En esta serie de pequeñas imágenes los jarrones con sus flores entran en tensión con el vacío. Estas flores, a primera vista candorosas, no son para nada ingenuas. “Elijo las flores cortadas en un jarrón porque son el paradigma de lo efímero de la vida. En las flores uno puede ver una tesis sobre el tiempo. Estoy trabajando la muerte. El amplio rango entre lo que está naciendo y muriendo”, explica la artista.
Ni imbricadas figuras, ni abstracciones existenciales: solo flores, yuyos silvestres, en jarrones de formas simples. En estas
obras, la artista entra en diálogo con la antigua tradición (tanto en Oriente como en Occidente) de la pintura floral. Siempre hubo flores en los cuadros. “Me gusta trabajar con ciertas cuestiones de la historia de la pintura, evidenciar sus herramientas y dispositivos.

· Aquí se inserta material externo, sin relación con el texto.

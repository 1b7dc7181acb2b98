//! Basic example demonstrating the Pivnet API client.
//!
//! Run with:
//! ```
//! PIVNET_API_TOKEN=your-token cargo run --example basic -- pivotal-cf
//! ```

use pivnet::{
    check_authentication, Get, List, PivnetClient, Product, Release, ReleaseDependency,
    ReleaseUpgradePath,
};

#[tokio::main]
async fn main() -> pivnet::Result<()> {
    // Initialize tracing for debugging (optional)
    tracing_subscriber::fmt::init();

    let product_slug = std::env::args()
        .nth(1)
        .unwrap_or_else(|| "pivotal-cf".to_string());

    // Create client from environment variables
    println!("Creating Pivnet client...");
    let client = PivnetClient::from_env()?;
    println!("Connected to: {}", client.base_url());

    check_authentication(&client).await?;
    println!("Token accepted");

    println!("\n--- Product ---");
    let product = Product::get(&client, product_slug).await?;
    println!("{} ({}, id {})", product.name, product.slug, product.id);

    println!("\n--- Releases ---");
    let releases = Release::list(&client, &product.slug).await?;
    println!("Found {} releases", releases.len());

    for release in releases.iter().take(5) {
        let release_type = release.release_type.as_deref().unwrap_or("unknown");
        println!("  - {} [{}] (id {})", release.version, release_type, release.id);
    }

    // Show links for the most recent release
    if let Some(latest) = releases.first() {
        let release_ref = latest.release_ref(&product.slug);

        println!("\n--- Dependencies of {} ---", latest.version);
        let deps = ReleaseDependency::list(&client, &release_ref).await?;
        for dep in &deps {
            println!(
                "  - {} {} (release id {})",
                dep.release.product.name, dep.release.version, dep.release.id
            );
        }

        println!("\n--- Upgrade paths to {} ---", latest.version);
        let paths = ReleaseUpgradePath::list(&client, &release_ref).await?;
        for path in &paths {
            println!("  - from {}", path.release.version);
        }
    }

    println!("\nDone!");
    Ok(())
}
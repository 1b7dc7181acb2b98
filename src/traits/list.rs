//! List trait for fetching collections of entities.

use async_trait::async_trait;

use crate::client::PivnetClient;
use crate::error::Result;

/// List entities belonging to a scope.
///
/// The Pivnet API returns whole collections wrapped in a JSON envelope
/// (e.g. `{"releases": [...]}`); implementations unwrap the envelope.
///
/// # Example
///
/// ```ignore
/// use pivnet::{PivnetClient, Release, List};
///
/// let client = PivnetClient::from_env()?;
/// let releases = Release::list(&client, &"my-product".to_string()).await?;
/// ```
#[async_trait]
pub trait List: Sized + Send {
    /// Scope of the listing (`()` for top-level collections).
    type Query: Send + Sync;

    /// List all entities in the given scope.
    ///
    /// # Errors
    ///
    /// Returns an error if the request fails.
    async fn list(client: &PivnetClient, query: &Self::Query) -> Result<Vec<Self>>;
}
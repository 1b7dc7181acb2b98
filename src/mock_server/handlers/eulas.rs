//! EULA endpoint handlers.

use axum::{
    extract::{Path, State},
    http::StatusCode,
    response::IntoResponse,
    Json,
};
use serde::Serialize;

use super::{not_found, SharedState};
use crate::{Eula, EulaAcceptance};

/// Response for listing EULAs.
#[derive(Debug, Serialize)]
pub struct ListEulasResponse {
    pub eulas: Vec<Eula>,
}

/// GET /api/v2/eulas
pub async fn list_eulas(State(state): State<SharedState>) -> impl IntoResponse {
    let state = state.read().await;

    // The list endpoint omits agreement text.
    let eulas = state
        .eulas
        .values()
        .map(|e| Eula {
            content: None,
            ..e.clone()
        })
        .collect();
    (StatusCode::OK, Json(ListEulasResponse { eulas }))
}

/// GET /api/v2/eulas/{slug}
pub async fn get_eula(
    State(state): State<SharedState>,
    Path(slug): Path<String>,
) -> impl IntoResponse {
    let state = state.read().await;

    match state.eulas.get(&slug) {
        Some(eula) => (StatusCode::OK, Json(eula.clone())).into_response(),
        None => not_found(&format!("EULA '{slug}'")),
    }
}

/// POST /api/v2/products/{slug}/releases/{id}/eula_acceptance
pub async fn accept_eula(
    State(state): State<SharedState>,
    Path((slug, release_id)): Path<(String, u64)>,
) -> impl IntoResponse {
    let mut state = state.write().await;

    if state.get_release(&slug, release_id).is_none() {
        return not_found(&format!("release {release_id}"));
    }
    state.eula_acceptances.insert(release_id);

    let acceptance = EulaAcceptance {
        accepted_at: chrono::Utc::now().format("%Y-%m-%d").to_string(),
    };
    (StatusCode::OK, Json(acceptance)).into_response()
}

No pretendo originalidad sino inscribirme en un linaje”. Es a través de la sencillez de este género menor, que Gurfein logra volver a una suerte de grado cero de la imagen (nunca de la pintura). Pero trayendo ahora consigo todo un repertorio de complejidades contemporáneas.
“En este mundo de superabundancia visual –explica la artista– apelo a que haya cada vez menos imágenes, pero que con ellas uno pueda estar un rato, y no solo mirarlas un segundo través de la pantalla, y pasar a la próxima con el dedo”. Con su pequeño formato y su forma leve, las flores demandan proximidad y atención: hay que acercarse para poder advertir los tonos brotando entre los tonos, las delicadas pinceladas y toques con que la artista ha dado vida a tallos, pétalos y estambres. “Son obras que invitan a estar con ellas. Son pequeñas, pero casi infinitas”, define. A fin de cuentas, la imagen puede ser espectral y errática, puede ser ausencia. Pero la pintura es cuerpo, pura materia, acá junto a nosotros. Y su presencia se siente.
Al otro lado de la sala, los dos grandes lienzos que cuelgan, casi a modo de díptico, podrían funcionar como un buen epílogo de la muestra. En ellos, Gurfein apela a esa primera ilusión de la pintura (la ilusión que nos miente que hay algo ahí, frente a nosotros, cuando en verdad no hay nada, o en todo caso hay otra cosa) para mostrarnos, a través de una serie de manchas, los informes bultos de un objeto que se nos sustrae a la mirada. Como si la imagen de ese objeto no hubiera terminado de configurarse y estuviéramos, en su lugar, ante una falla, una chatarra visual, el tipo de error del que sólo es capaz la imagen reproducida de forma técnica. “Me interesa lo falible –explica la artista– el borde en el que se constituyen las imágenes”.
Gurfein representa, entonces, pincel en mano y voluntariamente, las fallas involuntarias de esos procedimientos mecánicos. Simula que, detrás de la niebla miope que fusiona los colores para negarnos las formas (en uno de los lienzos, que justamente se llama “El trabajo en lo echado a perder”) o de los duros píxeles que parecen levantarse como un muro sólido (en “Inmersión en el mundo”, el que se encuentra justo a su lado) aguarda la figura de un objeto que se nos escapa. La artista nos induce así a creer en la existencia de una forma (un jarrón con flores) que está más allá del lienzo (otra vez la ilusión), y más allá de sus “fallas”, sean analógicas o digitales. Y cierta fe en esa forma esquiva nos hace, por un segundo, forzar la mirada para querer asirla. Pero lo único que hay ante nosotros es la férrea voluntad de una pintora, que capa sobre capa de óleo, ha dado forma mecánica al oficio, y se ha metido en el bolsillo nuestro ojo.